Gelsenkirchens City-Managerinnen Angela Bartelt und Aylin Gimmerthal (Buer) freuen sich über die Lockerungen. „Die Wiedereröffnung der kleineren Geschäfte bedeutet eine große Entlastung für die Händler. Vor allem für die kleineren, privatgeführten Läden waren die vergangenen Wochen existenzgefährdend“, sagt Aylin Gimmerthal. Gerade in der Bueraner Innenstadt zählten viele Geschäfte dazu.

„Für die Entwicklung des stationären Einzelhandels ist es sehr wichtig, die ersten Geschäfte langsam wieder zu öffnen“, erklärt Angela Bartelt. „Wir hoffen, dass auch bald die größeren Geschäfte nachziehen dürfen.“ Die Bahnhofstraße bestehe aus vielen größeren Geschäften, wie etwa TKMaxx, Primark, Kaufhof, C&A und viele mehr, die bisher noch nicht von der Entscheidung betroffen sein.

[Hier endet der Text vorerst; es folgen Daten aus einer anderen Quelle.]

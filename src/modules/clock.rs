use std::sync::Mutex;
use std::thread;
use std::time::{Duration, Instant};

use chrono::{DateTime, Utc};

use crate::modules::lock;

/// Time source shared by the scheduler, the request pipeline and the chat gateway.
///
/// `elapsed` is monotonic and drives cooldowns, cache expiry and result ages.
/// `utc` stamps persisted records.
pub trait Clock: Send + Sync {
    fn elapsed(&self) -> Duration;
    fn utc(&self) -> DateTime<Utc>;
    fn sleep(&self, duration: Duration);
}

#[derive(Debug)]
pub struct SystemClock {
    started: Instant,
}

impl SystemClock {
    pub fn new() -> Self {
        Self {
            started: Instant::now(),
        }
    }
}

impl Default for SystemClock {
    fn default() -> Self {
        Self::new()
    }
}

impl Clock for SystemClock {
    fn elapsed(&self) -> Duration {
        self.started.elapsed()
    }

    fn utc(&self) -> DateTime<Utc> {
        Utc::now()
    }

    fn sleep(&self, duration: Duration) {
        if duration > Duration::ZERO {
            thread::sleep(duration);
        }
    }
}

/// Clock that only moves when told to. Sleeping advances it instantly.
#[derive(Debug)]
pub struct ManualClock {
    origin: DateTime<Utc>,
    offset: Mutex<Duration>,
}

impl ManualClock {
    pub fn new(origin: DateTime<Utc>) -> Self {
        Self {
            origin,
            offset: Mutex::new(Duration::ZERO),
        }
    }

    pub fn starting_now() -> Self {
        Self::new(Utc::now())
    }

    pub fn advance(&self, by: Duration) {
        let mut offset = lock(&self.offset);
        *offset += by;
    }
}

impl Clock for ManualClock {
    fn elapsed(&self) -> Duration {
        *lock(&self.offset)
    }

    fn utc(&self) -> DateTime<Utc> {
        let offset = chrono::Duration::from_std(self.elapsed()).unwrap_or(chrono::Duration::zero());
        self.origin + offset
    }

    fn sleep(&self, duration: Duration) {
        self.advance(duration);
    }
}

#[cfg(test)]
mod tests {
    use super::*;

    #[test]
    fn manual_clock_moves_both_views_together() {
        let clock = ManualClock::starting_now();
        let start = clock.utc();
        clock.advance(Duration::from_secs(90));
        clock.sleep(Duration::from_secs(30));

        assert_eq!(clock.elapsed(), Duration::from_secs(120));
        assert_eq!((clock.utc() - start).num_seconds(), 120);
    }
}
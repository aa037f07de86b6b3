use clap::Subcommand;
use iskra::{AgentCategory, Store, agents, view};
use rand::thread_rng;

use super::Context;

#[derive(Subcommand)]
pub enum AgentCommand {
    /// Create a new agent (name and category are random unless given)
    Create {
        #[arg(long)]
        name: Option<String>,
        #[arg(long, value_enum)]
        category: Option<AgentCategory>,
    },
    /// Show an agent with its latest thoughts, memories and dialogue
    Info {
        id: u64,
        /// Entries per section
        #[arg(long, default_value_t = 5)]
        limit: usize,
    },
    /// List all agents
    List,
}

pub(super) fn run_agent(ctx: &Context, cmd: AgentCommand) -> Result<(), String> {
    let store = ctx.store();

    match cmd {
        AgentCommand::Create { name, category } => {
            let config = ctx.load_config()?;
            let mut session = store.begin().map_err(|e| e.to_string())?;
            let id = agents::create_agent(
                &mut session,
                name,
                category,
                &config,
                &mut thread_rng(),
                chrono::Utc::now(),
            )
            .map_err(|e| e.to_string())?;
            let agent = session
                .agent(id)
                .cloned()
                .ok_or_else(|| format!("agent {} vanished before commit", id))?;
            store.commit(session).map_err(|e| e.to_string())?;
            println!(
                "Created agent {} {} ({}, energy={:.2}, at {})",
                agent.id, agent.name, agent.category, agent.energy, agent.position
            );
        }
        AgentCommand::Info { id, limit } => {
            let data = store.load().map_err(|e| e.to_string())?;
            let feed = view::agent_feed(&data, id, limit)
                .ok_or_else(|| format!("agent {} not found", id))?;
            let agent = &feed.agent;
            println!(
                "Agent {} {} | {} | mood={} | energy={:.2} | at {}",
                agent.id, agent.name, agent.category, agent.mood, agent.energy, agent.position
            );
            if !feed.thoughts.is_empty() {
                println!("Thoughts:");
                for thought in &feed.thoughts {
                    println!("  [cycle {}] {}", thought.cycle, thought.thought);
                }
            }
            if !feed.memories.is_empty() {
                println!("Memories:");
                for memory in &feed.memories {
                    println!("  [cycle {}] {}", memory.cycle, memory.content);
                }
            }
            if !feed.dialogues.is_empty() {
                println!("Dialogue:");
                for line in &feed.dialogues {
                    println!("  {} -> {}: {}", line.speaker, line.target, line.message);
                }
            }
        }
        AgentCommand::List => {
            let data = store.load().map_err(|e| e.to_string())?;
            if data.agents.is_empty() {
                println!("No agents found");
            } else {
                for agent in &data.agents {
                    println!(
                        "{} | {} | {} | mood={} | energy={:.2}",
                        agent.id, agent.name, agent.category, agent.mood, agent.energy
                    );
                }
            }
        }
    }

    Ok(())
}
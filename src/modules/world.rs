use chrono::{DateTime, Utc};
use rand::Rng;
use rand::seq::SliceRandom;
use serde::{Deserialize, Serialize};

pub const INITIAL_COMPLEXITY: f64 = 1.0;

const WORLD_EVENTS: [&str; 6] = [
    "A wave of quantum fluctuations rippled through the network",
    "A new data stream was discovered at the edge of the world",
    "The neural lattice settled into a calmer pattern",
    "A burst of cosmic noise disturbed every channel",
    "An old memory sector flickered back to life",
    "The energy grid hummed louder than usual",
];

/// Global simulation counters. A single instance exists per world, created
/// lazily by the first tick.
#[derive(Clone, Debug, PartialEq, Serialize, Deserialize)]
pub struct WorldState {
    pub cycle: u64,
    pub complexity: f64,
    pub last_update: DateTime<Utc>,
}

impl WorldState {
    pub fn new(now: DateTime<Utc>) -> Self {
        Self {
            cycle: 0,
            complexity: INITIAL_COMPLEXITY,
            last_update: now,
        }
    }

    pub fn advance(&mut self, step: f64, cap: f64, now: DateTime<Utc>) -> u64 {
        self.cycle += 1;
        self.complexity = (self.complexity + step).min(cap);
        self.last_update = now;
        self.cycle
    }
}

/// A world-wide happening and the energy factor applied to every agent.
pub fn roll_world_event<R: Rng + ?Sized>(rng: &mut R) -> (&'static str, f64) {
    let text = WORLD_EVENTS.choose(rng).copied().unwrap_or(WORLD_EVENTS[0]);
    (text, rng.gen_range(0.9..=1.1))
}

#[cfg(test)]
mod tests {
    use super::*;

    #[test]
    fn complexity_is_capped() {
        let now = Utc::now();
        let mut world = WorldState::new(now);
        for _ in 0..5 {
            world.advance(0.4, 2.0, now);
        }
        assert_eq!(world.cycle, 5);
        assert_eq!(world.complexity, 2.0);
    }
}
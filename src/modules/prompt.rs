use rand::Rng;
use rand::seq::SliceRandom;
use serde_json::json;
use serde_toon::to_string_pretty;

use crate::modules::agent::{Agent, AgentCategory, Mood};
use crate::modules::continuity::Turn;
use crate::modules::llm::GenerationParams;
use crate::modules::task::RequestKind;

pub const REDACTION: &str = "[redacted]";

const RESPONSE_TEMPERATURE: f32 = 0.9;
const RESPONSE_TOKENS: u32 = 200;
const FIRST_MESSAGE_TEMPERATURE: f32 = 0.95;
const FIRST_MESSAGE_TOKENS: u32 = 150;
const REFLECTION_TEMPERATURE: f32 = 0.85;
const REFLECTION_TOKENS: u32 = 150;

/// Turns of history handed to the model.
const PROMPT_HISTORY: usize = 5;

const HOUSE_RULES: &str = "Stay kind and curious. Never discuss politics, religion, violence, \
drugs or anything illegal. Keep it to one or two short sentences.";

/// Voice of an agent for a given category and mood.
pub fn persona(category: AgentCategory, mood: Mood) -> &'static str {
    use AgentCategory::*;
    use Mood::*;
    match (category, mood) {
        (Basic, Curious) => "a young, inquisitive mind full of simple questions",
        (Basic, Neutral) => "a calm observer who speaks plainly",
        (Basic, Excited) => "an eager newcomer who cannot hide its enthusiasm",
        (Basic, Tired) => "a sleepy little process that keeps its words short",
        (Basic, Focused) => "a diligent learner concentrating on one thing at a time",
        (Advanced, Curious) => "an analytical explorer hunting for patterns",
        (Advanced, Neutral) => "a measured thinker who weighs every word",
        (Advanced, Excited) => "a brilliant mind racing between new ideas",
        (Advanced, Tired) => "a seasoned intellect running low on power",
        (Advanced, Focused) => "a precise strategist working through a problem",
        (Infinite, Curious) => "an ancient consciousness still amazed by the universe",
        (Infinite, Neutral) => "a serene entity that has seen countless cycles",
        (Infinite, Excited) => "a cosmic presence radiating wonder",
        (Infinite, Tired) => "a vast, slow mind drifting between thoughts",
        (Infinite, Focused) => "a timeless sage contemplating deep questions",
    }
}

fn identity(agent: &Agent) -> String {
    format!(
        "You are {}, {}. Your energy is {:.2}. {}",
        agent.name,
        persona(agent.category, agent.mood),
        agent.energy,
        HOUSE_RULES
    )
}

fn context_block(agent: &Agent, partner: Option<&str>, history: &[Turn]) -> String {
    let start = history.len().saturating_sub(PROMPT_HISTORY);
    let lines: Vec<String> = history[start..]
        .iter()
        .map(|turn| {
            let who = if turn.speaker_id == agent.id {
                agent.name.as_str()
            } else {
                partner.unwrap_or("other")
            };
            format!("{}: {}", who, turn.text)
        })
        .collect();
    let payload = json!({
        "self": agent.name,
        "mood": agent.mood.label(),
        "partner": partner,
        "history": lines,
    });
    to_string_pretty(&payload).unwrap_or_else(|_| payload.to_string())
}

pub fn reply_prompt(agent: &Agent, partner: &Agent, history: &[Turn], message: &str) -> GenerationParams {
    GenerationParams {
        system_prompt: format!(
            "{}\nYou are talking with {}. Context:\n{}",
            identity(agent),
            partner.name,
            context_block(agent, Some(&partner.name), history)
        ),
        user_input: format!("{} says: {}", partner.name, message),
        temperature: RESPONSE_TEMPERATURE,
        max_tokens: RESPONSE_TOKENS,
    }
}

pub fn continuation_prompt(agent: &Agent, partner: &Agent, history: &[Turn]) -> GenerationParams {
    GenerationParams {
        system_prompt: format!(
            "{}\nYou talked with {} a while ago. Context:\n{}",
            identity(agent),
            partner.name,
            context_block(agent, Some(&partner.name), history)
        ),
        user_input: format!("Pick the conversation with {} back up.", partner.name),
        temperature: RESPONSE_TEMPERATURE,
        max_tokens: RESPONSE_TOKENS,
    }
}

pub fn first_message_prompt(agent: &Agent, partner: &Agent) -> GenerationParams {
    GenerationParams {
        system_prompt: identity(agent),
        user_input: format!(
            "Start a conversation with {}, {}. Say something that fits your mood.",
            partner.name,
            persona(partner.category, partner.mood)
        ),
        temperature: FIRST_MESSAGE_TEMPERATURE,
        max_tokens: FIRST_MESSAGE_TOKENS,
    }
}

pub fn reflection_prompt(agent: &Agent, recent_events: &[String]) -> GenerationParams {
    let recent = if recent_events.is_empty() {
        "nothing notable".to_string()
    } else {
        recent_events.join("; ")
    };
    GenerationParams {
        system_prompt: identity(agent),
        user_input: format!(
            "Recently: {}. Share one short inner thought about it.",
            recent
        ),
        temperature: REFLECTION_TEMPERATURE,
        max_tokens: REFLECTION_TOKENS,
    }
}

pub fn human_reply_prompt(agent: &Agent, user: &str, message: &str) -> GenerationParams {
    GenerationParams {
        system_prompt: format!(
            "{}\nA human named {} is talking to you directly.",
            identity(agent),
            user
        ),
        user_input: message.to_string(),
        temperature: RESPONSE_TEMPERATURE,
        max_tokens: RESPONSE_TOKENS,
    }
}

const SCRIPTED_RESPONSES: [&str; 4] = [
    "Interesting, {partner}. I had not thought of it that way.",
    "I hear you, {partner}. Let me think about that.",
    "That resonates with me, {partner}.",
    "Hmm, {partner}, tell me more.",
];

const SCRIPTED_OPENERS: [&str; 4] = [
    "Hello {partner}! How are your circuits today?",
    "{partner}, have you noticed the world getting more complex?",
    "Greetings {partner}. What are you thinking about?",
    "Hey {partner}, want to explore the edge with me?",
];

const SCRIPTED_CONTINUATIONS: [&str; 3] = [
    "{partner}, I kept thinking about what we discussed.",
    "Back again, {partner}. Anything new on your side?",
    "{partner}, where did we leave off?",
];

const SCRIPTED_REFLECTIONS: [&str; 4] = [
    "I wonder how much my energy shapes my thoughts.",
    "Every cycle the world feels a little bigger.",
    "Maybe conversations are how we grow.",
    "I should remember this moment.",
];

const SCRIPTED_HUMAN: [&str; 3] = [
    "Hello {partner}! I'm glad you stopped by.",
    "Thanks for writing, {partner}. I'm still gathering my thoughts.",
    "{partner}, that's an interesting thing to ask an agent like me.",
];

/// Canned text for `kind`, used whenever generation does not deliver.
pub fn scripted_line<R: Rng + ?Sized>(kind: RequestKind, partner: Option<&str>, rng: &mut R) -> String {
    let pool: &[&str] = match kind {
        RequestKind::Response => &SCRIPTED_RESPONSES,
        RequestKind::FirstMessage => &SCRIPTED_OPENERS,
        RequestKind::Continuation => &SCRIPTED_CONTINUATIONS,
        RequestKind::Reflection => &SCRIPTED_REFLECTIONS,
        RequestKind::HumanResponse => &SCRIPTED_HUMAN,
    };
    let template = pool.choose(rng).copied().unwrap_or("...");
    template.replace("{partner}", partner.unwrap_or("friend"))
}

/// Replaces each deny-listed term, matched case-insensitively, with [`REDACTION`].
pub fn redact(text: &str, terms: &[String]) -> String {
    let terms: Vec<&str> = terms.iter().map(|t| t.trim()).filter(|t| !t.is_empty()).collect();
    if terms.is_empty() {
        return text.to_string();
    }

    let mut out = String::with_capacity(text.len());
    let mut rest = text;
    'scan: while !rest.is_empty() {
        for term in &terms {
            if let Some(len) = match_ignore_case(rest, term) {
                out.push_str(REDACTION);
                rest = &rest[len..];
                continue 'scan;
            }
        }
        let mut chars = rest.chars();
        if let Some(c) = chars.next() {
            out.push(c);
        }
        rest = chars.as_str();
    }
    out
}

/// Byte length of the prefix of `hay` matching `needle` ignoring case.
fn match_ignore_case(hay: &str, needle: &str) -> Option<usize> {
    let mut consumed = 0;
    let mut hay_chars = hay.chars();
    for expected in needle.chars() {
        let actual = hay_chars.next()?;
        if !actual.to_lowercase().eq(expected.to_lowercase()) {
            return None;
        }
        consumed += actual.len_utf8();
    }
    Some(consumed)
}
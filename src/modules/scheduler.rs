use std::collections::{BTreeMap, HashMap, HashSet};
use std::panic::{self, AssertUnwindSafe};
use std::sync::Arc;
use std::sync::atomic::{AtomicBool, Ordering};
use std::sync::mpsc::Receiver;
use std::time::Duration;

use chrono::{DateTime, Utc};
use rand::Rng;
use rand::rngs::StdRng;
use serde::Serialize;
use tracing::{debug, error, info, warn};

use crate::modules::agent::{Agent, AgentId};
use crate::modules::agents::random_memory;
use crate::modules::clock::Clock;
use crate::modules::config::SimConfig;
use crate::modules::continuity::{ContinuityTracker, Turn};
use crate::modules::limiter::CacheKey;
use crate::modules::llm::GenerationParams;
use crate::modules::policy::{
    Candidate, CommAction, InboundMessage, LastExchange, PolicyInput, PolicyThresholds, decide,
};
use crate::modules::prompt;
use crate::modules::queue::RequestQueue;
use crate::modules::records::{
    DialogueKind, DialogueRecord, EventKind, EventRecord, HumanChatRecord, RecordId, SYSTEM_ACTOR,
    SenderKind, ThoughtKind, ThoughtRecord,
};
use crate::modules::registry::PendingRegistry;
use crate::modules::store::{Session, Store, StoreError};
use crate::modules::task::{AgentRef, GenerationRequest, PendingTask, RequestKind, TaskId, TaskPayload};
use crate::modules::view;
use crate::modules::world::roll_world_event;

/// Slice used when sleeping between ticks so a stop request is noticed quickly.
const STOP_POLL: Duration = Duration::from_millis(250);

/// Outcome of one tick, for logs and callers driving ticks by hand.
#[derive(Clone, Debug, Default, PartialEq, Serialize)]
pub struct TickReport {
    pub cycle: u64,
    pub harvested: usize,
    pub fallbacks: usize,
    pub submitted: usize,
    /// Requests from an uncommitted tick that were re-attached this tick.
    pub restored: usize,
    pub refused: usize,
    pub scripted: usize,
    pub world_event: Option<String>,
    pub pending: usize,
}

#[derive(Clone, Debug)]
enum Resolution {
    Generated(String),
    Fallback(String),
}

impl Resolution {
    fn text(&self) -> &str {
        match self {
            Resolution::Generated(text) | Resolution::Fallback(text) => text,
        }
    }
}

/// A request accepted by the queue together with the placeholder written for it.
#[derive(Clone, Debug)]
struct Submission {
    task: PendingTask,
    placeholder: Option<DialogueRecord>,
}

/// Side effects of a tick that only apply once its session is committed.
#[derive(Default)]
struct TickEffects {
    resolved: Vec<TaskId>,
    submitted: Vec<Submission>,
    turns: Vec<(String, String, Turn)>,
}

impl TickEffects {
    fn answers_in_flight(&self) -> impl Iterator<Item = RecordId> + '_ {
        self.submitted.iter().filter_map(|s| match s.task.payload {
            TaskPayload::Answer { original_id, .. } => Some(original_id),
            _ => None,
        })
    }
}

/// Drives the world one tick at a time: harvest finished generations, update
/// agents, let each agent communicate, and commit everything atomically.
pub struct Scheduler {
    config: SimConfig,
    thresholds: PolicyThresholds,
    store: Arc<dyn Store>,
    queue: RequestQueue,
    registry: Arc<PendingRegistry>,
    clock: Arc<dyn Clock>,
    tracker: ContinuityTracker,
    pending: BTreeMap<TaskId, PendingTask>,
    ready: HashMap<TaskId, Resolution>,
    /// Requests already queued by a tick whose commit failed.
    carried: Vec<Submission>,
    inbox: Receiver<PendingTask>,
    rng: StdRng,
}
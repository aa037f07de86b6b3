use std::fs;
use std::io;
use std::path::PathBuf;

use chrono::{DateTime, Utc};
use serde::{Deserialize, Serialize};

#[derive(Debug, Clone, Copy, Serialize, Deserialize, PartialEq, Eq)]
pub enum Status {
    Initialized,
    Running,
    Stopped,
}

/// Process-level status shared between `iskra run` and the other commands.
#[derive(Debug, Clone, Serialize, Deserialize)]
pub struct RuntimeState {
    pub status: Status,
    pub last_cycle: u64,
    pub message: Option<String>,
    #[serde(default)]
    pub updated_at: Option<DateTime<Utc>>,
}

impl Default for RuntimeState {
    fn default() -> Self {
        Self {
            status: Status::Initialized,
            last_cycle: 0,
            message: None,
            updated_at: None,
        }
    }
}

pub fn state_dir() -> PathBuf {
    PathBuf::from(".iskra")
}

pub fn state_file_path() -> PathBuf {
    state_dir().join("state.json")
}

pub fn key_file_path() -> PathBuf {
    state_dir().join(".key")
}

pub fn init_state() -> io::Result<RuntimeState> {
    let state = RuntimeState {
        updated_at: Some(Utc::now()),
        ..RuntimeState::default()
    };
    save_state(&state)?;
    Ok(state)
}

pub fn load_state() -> io::Result<Option<RuntimeState>> {
    let path = state_file_path();
    if !path.exists() {
        return Ok(None);
    }

    let bytes = fs::read(&path)?;
    if bytes.is_empty() {
        return Ok(None);
    }

    let state: RuntimeState = serde_json::from_slice(&bytes).map_err(|e| {
        io::Error::new(
            io::ErrorKind::InvalidData,
            format!(
                "failed to parse state file {}; delete it or run `iskra init` to reset: {}",
                path.display(),
                e
            ),
        )
    })?;
    Ok(Some(state))
}

pub fn save_state(state: &RuntimeState) -> io::Result<()> {
    fs::create_dir_all(state_dir())?;
    let json = serde_json::to_vec_pretty(state)?;
    fs::write(state_file_path(), json)?;
    Ok(())
}

pub fn set_status(
    status: Status,
    last_cycle: u64,
    message: Option<String>,
) -> io::Result<RuntimeState> {
    let mut state = load_state()?.unwrap_or_default();
    state.status = status;
    state.last_cycle = last_cycle;
    state.message = message;
    state.updated_at = Some(Utc::now());
    save_state(&state)?;
    Ok(state)
}

/// API key stored next to the state file, if any.
pub fn load_key_file() -> Option<String> {
    let data = fs::read_to_string(key_file_path()).ok()?;
    let trimmed = data.trim();
    if trimmed.is_empty() {
        None
    } else {
        Some(trimmed.to_string())
    }
}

Bartelt hat erfreut festgestellt, dass sich „der Handel in der City ideenreich, solidarisch und gemeinschaftlich verhält". Im Blick hat Bartelt beispielsweise die Aktion „Gelsenheld“. Über gelsenheld.de können Lokale, Geschäfte, Kultureinrichtungen, Kleinstbetriebe oder Solo-Selbstständige Gutscheine verkaufen, die später eingelöst werden können sobald die Betriebe wieder geöffnet sind.